//! Axum Router Configuration
//!
//! This module defines the complete HTTP routing for the application,
//! including the REST API and OpenAPI documentation.

use crate::{
    handlers,
    models::{
        AssessmentPayload, ChildProfilePayload, ErrorResponse, FeedbackResponseBody,
        HistoryRecord, LearningResponseBody, LessonSummaryPayload, OverallFeedbackBody,
        OverallFeedbackPayload,
    },
    state::AppState,
};

use axum::{
    Router,
    routing::{get, post},
};
use std::sync::Arc;
use utoipa::OpenApi;
use utoipa_swagger_ui::SwaggerUi;

#[derive(OpenApi)]
#[openapi(
    paths(
        handlers::init_profile,
        handlers::submit_assessment,
        handlers::overall_feedback,
        handlers::child_history,
    ),
    components(
        schemas(
            ChildProfilePayload,
            AssessmentPayload,
            OverallFeedbackPayload,
            LessonSummaryPayload,
            LearningResponseBody,
            FeedbackResponseBody,
            OverallFeedbackBody,
            HistoryRecord,
            ErrorResponse
        )
    ),
    tags(
        (name = "Sprout API", description = "Personalized learning sessions for children")
    )
)]
pub struct ApiDoc;

/// Creates the main Axum router for the application.
pub fn create_router(app_state: Arc<AppState>) -> Router {
    // Group all routes that require AppState into their own router.
    let api_router = Router::new()
        .route("/init_profile", post(handlers::init_profile))
        .route("/submit_assessment", post(handlers::submit_assessment))
        .route("/overall_feedback", post(handlers::overall_feedback))
        .route("/children/{child_id}/history", get(handlers::child_history))
        .with_state(app_state);

    // Merge the stateful routes with the stateless Swagger UI routes.
    Router::new()
        .merge(SwaggerUi::new("/swagger-ui").url("/api-docs/openapi.json", ApiDoc::openapi()))
        .merge(api_router)
}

> **TASK TO CARRY OUT**: Return the lines of the listing where the string "children" appears.

> **RESULT**:
        (name = "Sprout API", description = "Personalized learning sessions for children")
        .route("/children/{child_id}/history", get(handlers::child_history))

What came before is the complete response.